Meta prepara serviço de nuvem para vender poder computacional de IA e competir com Amazon e Google
Empresa estuda negócio de infraestrutura para lucrar com excedente de capacidade e recuperar bilhões investidos em data centers.
Por Diário Local
A Meta está desenvolvendo um negócio de infraestrutura em nuvem que venderá acesso a poder computacional e modelos de inteligência artificial, abrindo uma nova frente de competição com Amazon Web Services, Microsoft Azure e Google Cloud.
Segundo fontes familiarizadas com o projeto, a empresa monta um serviço para gerar receita com o excedente de capacidade computacional vendido a clientes externos. Um dos planos em estudo inclui vender acesso a diferentes modelos de IA hospedados na infraestrutura já existente da Meta, em abordagem semelhante à oferta Bedrock da AWS.
A Meta operaria os data centers e chips que alimentam os modelos, incluindo seus próprios modelos Muse Spark, e cobraria dos desenvolvedores pelo acesso. A empresa também avalia vender acesso à capacidade computacional "bruta", em linha com o que fazem empresas especializadas em nuvem de IA, como a CoreWeave.
Meta Compute: a estratégia interna
O desenvolvimento dessas novas linhas de negócio faz parte do Meta Compute, uma iniciativa interna voltada à construção e gestão da infraestrutura de IA da companhia.
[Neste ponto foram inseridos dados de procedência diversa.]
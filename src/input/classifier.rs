//! Per-key pointer classification state machine.

use log::trace;
use std::time::{Duration, Instant};

use super::events::{KeyAction, KeyId, PointerPhase};

/// Classifies one key's pointer timeline into semantic [`KeyAction`]s.
///
/// Each key owns exactly one classifier, which enforces the single-interaction
/// invariant: a key cannot be down twice at once, and a release without a
/// preceding press is ignored.
///
/// Long-press detection is a deadline armed on pointer-down and cleared
/// synchronously on up/cancel. The owner polls it with the current time via
/// [`poll_long_press`](PressClassifier::poll_long_press); once cleared, the
/// deadline can never fire late. Only the repeatable keys have long-press
/// behavior; holding a tap-only key for any duration still classifies as a
/// tap on release.
#[derive(Debug)]
pub struct PressClassifier {
    key: KeyId,
    long_press_threshold: Duration,
    down: bool,
    long_press_deadline: Option<Instant>,
    long_press_fired: bool,
}

impl PressClassifier {
    /// Creates a classifier for `key` with the given long-press threshold.
    pub fn new(key: KeyId, long_press_threshold: Duration) -> Self {
        Self {
            key,
            long_press_threshold,
            down: false,
            long_press_deadline: None,
            long_press_fired: false,
        }
    }

    /// The key this classifier is wired to.
    pub fn key(&self) -> KeyId {
        self.key
    }

    /// Whether the pointer is currently down on this key.
    pub fn is_down(&self) -> bool {
        self.down
    }

    /// Feeds one raw pointer transition, returning the semantic actions it
    /// produces in order.
    ///
    /// Malformed sequences (up or cancel without a prior down, duplicate
    /// down) produce no actions. `Release` is only emitted for the
    /// repeatable keys; tap-only keys report just `Tap`, and only on a clean
    /// `Up` (a canceled press produces nothing for them).
    pub fn on_pointer(&mut self, phase: PointerPhase, now: Instant) -> Vec<KeyAction> {
        let mut out = Vec::with_capacity(2);

        match phase {
            PointerPhase::Down => {
                if self.down {
                    trace!("{:?}: duplicate down ignored", self.key);
                    return out;
                }
                self.down = true;
                self.long_press_fired = false;
                if self.key.is_repeatable() {
                    self.long_press_deadline = Some(now + self.long_press_threshold);
                    out.push(KeyAction::Press);
                }
            }
            PointerPhase::Up | PointerPhase::Cancel => {
                if !self.down {
                    trace!("{:?}: {phase:?} without press ignored", self.key);
                    return out;
                }
                self.down = false;
                // Synchronous cancellation: a cleared deadline cannot fire.
                self.long_press_deadline = None;

                if phase == PointerPhase::Up && !self.long_press_fired {
                    out.push(KeyAction::Tap);
                }
                if self.key.is_repeatable() {
                    out.push(KeyAction::Release);
                }
            }
        }

        out
    }

    /// Checks the long-press deadline against `now`.
    ///
    /// Returns `Some(LongPress)` at most once per press, and never after the
    /// press has ended.
    pub fn poll_long_press(&mut self, now: Instant) -> Option<KeyAction> {
        if self.long_press_fired {
            return None;
        }
        match self.long_press_deadline {
            Some(deadline) if now >= deadline => {
                self.long_press_fired = true;
                self.long_press_deadline = None;
                trace!("{:?}: long-press fired", self.key);
                Some(KeyAction::LongPress)
            }
            _ => None,
        }
    }
}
O projeto é liderado por Santosh Janardhan, chefe de infraestrutura da Meta; Daniel Gross, um dos líderes da unidade de IA Meta Superintelligence Labs; e Dina Powell McCormick, presidente da Meta.
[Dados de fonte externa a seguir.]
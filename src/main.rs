use anyhow::{Context, Result};
use clap::{ArgAction, Parser};
use std::io::{self, BufReader, IsTerminal};
use std::path::PathBuf;

use hboard::config::{Config, ThemeMode};
use hboard::demo;

#[derive(Parser, Debug)]
#[command(name = "hboard")]
#[command(version, about = "Novelty virtual keyboard that can only type the letter H")]
struct Cli {
    /// Hide the space and shift keys (minimalist mode)
    #[arg(long, short = 'm', action = ArgAction::SetTrue)]
    minimalist: bool,

    /// Theme override (light, dark, or follow-system)
    #[arg(long, short = 't', value_name = "MODE")]
    theme: Option<String>,

    /// Disable haptic feedback for this run
    #[arg(long, action = ArgAction::SetTrue)]
    no_haptics: bool,

    /// Treat the system color scheme as dark
    #[arg(long, action = ArgAction::SetTrue)]
    dark: bool,

    /// Read demo commands from a file instead of stdin
    #[arg(long, short = 's', value_name = "FILE")]
    script: Option<PathBuf>,
}

fn main() -> Result<()> {
    env_logger::init();

    let cli = Cli::parse();

    // Command-line flags override the loaded config for this run only
    let mut config = Config::load();
    if cli.minimalist {
        config.keyboard.minimalist_mode = true;
    }
    if cli.no_haptics {
        config.keyboard.haptic_feedback = false;
    }
    if let Some(mode) = &cli.theme {
        match ThemeMode::parse(mode) {
            Some(theme) => config.keyboard.theme = theme,
            None => log::warn!("Unknown theme '{mode}', keeping configured value"),
        }
    }

    match &cli.script {
        Some(path) => {
            let file = std::fs::File::open(path)
                .with_context(|| format!("Failed to open script {}", path.display()))?;
            demo::run(&config, cli.dark, BufReader::new(file), &mut io::stdout())?;
        }
        None => {
            let stdin = io::stdin();
            if stdin.is_terminal() {
                println!("hboard: the keyboard that only types H");
                println!();
                println!("Commands (one per line):");
                println!("  down|up|cancel <key>   raw pointer transitions");
                println!("  tap <key>              down followed by up");
                println!("  wait <ms>              advance time (long presses, repeats)");
                println!("  show                   print buffer, case, and key visuals");
                println!("  quit                   exit");
                println!();
                println!("Keys: h, backspace, space, return, shift");
                println!();
            }
            demo::run(&config, cli.dark, stdin.lock(), &mut io::stdout())?;
        }
    }

    Ok(())
}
Os planos ainda estão em desenvolvimento, e a estratégia pode mudar. Um porta-voz da Meta recusou-se a comentar sobre os detalhes.
Recuperar o investimento bilionário
A Meta transformou o desenvolvimento de uma "superinteligência" em prioridade máxima e já comprometeu centenas de bilhões de dólares em data centers e outras infraestruturas de IA. Um negócio de nuvem oferece uma forma de recuperar parte desse investimento.
AWS, Azure e Google Cloud passaram décadas construindo plataformas que alugam acesso a capacidade computacional, armazenamento e software pela internet — negócios que hoje geram dezenas de bilhões de dólares por trimestre em receita. A demanda por poder computacional por parte dos grandes desenvolvedores de IA segue insaciável.
Vender computação é apenas mais uma forma de capturar valor do boom mais amplo da IA. Com a explosão do apetite por IA, esses provedores também ampliaram a oferta de aluguel de chips especializados e da capacidade computacional necessária para treinar e operar modelos de IA.
O que sinalizou Zuckerberg
O CEO da Meta, Mark Zuckerberg, já sinalizou a investidores que está aberto a vender infraestrutura computacional excedente, ou até mesmo um serviço de API em que clientes pagariam pelo uso da IA. "Praticamente toda semana há empresas de fora nos procurando para que criemos um serviço de API ou perguntando se temos capacidade computacional que elas possam comprar de nós", disse durante teleconferência com acionistas em maio.
Zuckerberg acrescentou que a Meta ainda não ofertava essa capacidade porque acreditava ter uso para ela. "Mas, obviamente, se chegarmos a um ponto em que sintamos que exageramos na construção, essa é uma opção que temos — e isso é parte do que nos dá confiança para seguir investindo nessa expansão."